_EXERCISE DIRECTIONS_.
Reproduce each entry below exactly, without omitting any.

_EXTRACTED DATA_.
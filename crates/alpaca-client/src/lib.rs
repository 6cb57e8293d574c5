/*
 *
 *
 *
 *
 * MIT License
 * Copyright (c) 2025. Dwight J. Browne
 * dwight[-at-]dwightjbrowne[-dot-]com
 *
 *
 * Permission is hereby granted, free of charge, to any person obtaining a copy
 * of this software and associated documentation files (the "Software"), to deal
 * in the Software without restriction, including without limitation the rights
 * to use, copy, modify, merge, publish, distribute, sublicense, and/or sell
 * copies of the Software, and to permit persons to whom the Software is
 * furnished to do so, subject to the following conditions:
 *
 * The above copyright notice and this permission notice shall be included in all
 * copies or substantial portions of the Software.
 *
 * THE SOFTWARE IS PROVIDED "AS IS", WITHOUT WARRANTY OF ANY KIND, EXPRESS OR
 * IMPLIED, INCLUDING BUT NOT LIMITED TO THE WARRANTIES OF MERCHANTABILITY,
 * FITNESS FOR A PARTICULAR PURPOSE AND NONINFRINGEMENT. IN NO EVENT SHALL THE
 * AUTHORS OR COPYRIGHT HOLDERS BE LIABLE FOR ANY CLAIM, DAMAGES OR OTHER
 * LIABILITY, WHETHER IN AN ACTION OF CONTRACT, TORT OR OTHERWISE, ARISING FROM,
 * OUT OF OR IN CONNECTION WITH THE SOFTWARE OR THE USE OR OTHER DEALINGS IN THE
 * SOFTWARE.
 */

//! # alpaca-client
//!
//! Async client for the Alpaca trading and market data REST APIs.
//!
//! Every operation goes through the same pipeline:
//!
//! 1. the query and body are validated and converted to their wire form
//!    ([`alpaca_models::schema`]),
//! 2. the request is built with the credential headers and sent once,
//! 3. the status must equal the endpoint's single ok status, otherwise the
//!    call fails with the endpoint's documented message or a generic one,
//! 4. the body is validated and reshaped into the caller's model.
//!
//! Batch endpoints (close all positions, cancel all orders) additionally fail
//! when any item in the 207 response failed, listing each of them.
//!
//! ## Quick Start
//!
//! ```ignore
//! use alpaca_client::{AlpacaClient, CreateOrderBody, OrderSide};
//! use alpaca_core::Config;
//!
//! #[tokio::main]
//! async fn main() -> Result<(), Box<dyn std::error::Error>> {
//!   let client = AlpacaClient::new(Config::from_env()?)?;
//!
//!   let account = client.account().get().await?;
//!   println!("status: {}", account.status);
//!
//!   let body = CreateOrderBody::market("AAPL", OrderSide::Buy, 1.0);
//!   let order = client.orders().create(&body).await?;
//!   println!("submitted {:?}", order.id);
//!   Ok(())
//! }
//! ```
//!
//! ## Error Handling
//!
//! All methods return `Result<T, alpaca_core::Error>`. An API error displays
//! as exactly the message the endpoint documents for that status, e.g.
//! `Asset Not Found: ZZZZ`.

#![warn(clippy::all)]

pub mod batch;
pub mod client;
pub mod endpoint;
pub mod endpoints;
pub mod invoker;
pub mod request;
pub mod transport;

// Re-export the main client and common types
pub use alpaca_core::{Config, Credentials, Error, Result};
pub use alpaca_models::*;
pub use client::AlpacaClient;
pub use endpoint::{Declaration, Endpoint};
pub use invoker::{Call, Invoker};

pub use endpoints::{
  account::AccountEndpoints,
  assets::{AssetEndpoints, OptionEndpoints, TreasuryEndpoints},
  calendar::CalendarEndpoints,
  orders::OrderEndpoints,
  positions::PositionEndpoints,
  stocks::StockEndpoints,
  watchlists::WatchlistEndpoints,
};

_REPLY_.
filename crates/alpaca-client/src/lib.rs
repository 6cb57e8293d574c5
/*
 *
 *
 *
 *
 * MIT License
 * Copyright (c) 2025. Dwight J. Browne
 * dwight[-at-]dwightjbrowne[-dot-]com
 *
 *
 * Permission is hereby granted, free of charge, to any person obtaining a copy
 * of this software and associated documentation files (the "Software"), to deal
 * in the Software without restriction, including without limitation the rights
 * to use, copy, modify, merge, publish, distribute, sublicense, and/or sell
 * copies of the Software, and to permit persons to whom the Software is
 * furnished to do so, subject to the following conditions:
 *
 * The above copyright notice and this permission notice shall be included in all
 * copies or substantial portions of the Software.
 *
 * THE SOFTWARE IS PROVIDED "AS IS", WITHOUT WARRANTY OF ANY KIND, EXPRESS OR
 * IMPLIED, INCLUDING BUT NOT LIMITED TO THE WARRANTIES OF MERCHANTABILITY,
 * FITNESS FOR A PARTICULAR PURPOSE AND NONINFRINGEMENT. IN NO EVENT SHALL THE
 * AUTHORS OR COPYRIGHT HOLDERS BE LIABLE FOR ANY CLAIM, DAMAGES OR OTHER
 * LIABILITY, WHETHER IN AN ACTION OF CONTRACT, TORT OR OTHERWISE, ARISING FROM,
 * OUT OF OR IN CONNECTION WITH THE SOFTWARE OR THE USE OR OTHER DEALINGS IN THE
 * SOFTWARE.
 */

//! # alpaca-client
//!
//! Async client for the Alpaca trading and market data REST APIs.
//!
//! Every operation goes through the same pipeline:
//!
//! 1. the query and body are validated and converted to their wire form
//!    ([`alpaca_models::schema`]),
//! 2. the request is built with the credential headers and sent once,
//! 3. the status must equal the endpoint's single ok status, otherwise the
//!    call fails with the endpoint's documented message or a generic one,
//! 4. the body is validated and reshaped into the caller's model.
//!
//! Batch endpoints (close all positions, cancel all orders) additionally fail
//! when any item in the 207 response failed, listing each of them.
//!
//! ## Quick Start
//!
//! ```ignore
//! use alpaca_client::{AlpacaClient, CreateOrderBody, OrderSide};
//! use alpaca_core::Config;
//!
//! #[tokio::main]
//! async fn main() -> Result<(), Box<dyn std::error::Error>> {
//!   let client = AlpacaClient::new(Config::from_env()?)?;
//!
//!   let account = client.account().get().await?;
//!   println!("status: {}", account.status);
//!
//!   let body = CreateOrderBody::market("AAPL", OrderSide::Buy, 1.0);
//!   let order = client.orders().create(&body).await?;
//!   println!("submitted {:?}", order.id);
//!   Ok(())
//! }
//! ```
//!
//! ## Error Handling
//!
//! All methods return `Result<T, alpaca_core::Error>`. An API error displays
//! as exactly the message the endpoint documents for that status, e.g.
//! `Asset Not Found: ZZZZ`.

#![warn(clippy::all)]

pub mod batch;
pub mod client;
pub mod endpoint;
pub mod endpoints;
pub mod invoker;
pub mod request;
pub mod transport;

// Re-export the main client and common types
pub use alpaca_core::{Config, Credentials, Error, Result};
pub use alpaca_models::*;
pub use client::AlpacaClient;
pub use endpoint::{Declaration, Endpoint};
pub use invoker::{Call, Invoker};

pub use endpoints::{
  account::AccountEndpoints,
  assets::{AssetEndpoints, OptionEndpoints, TreasuryEndpoints},
  calendar::CalendarEndpoints,
  orders::OrderEndpoints,
  positions::PositionEndpoints,
  stocks::StockEndpoints,
  watchlists::WatchlistEndpoints,
};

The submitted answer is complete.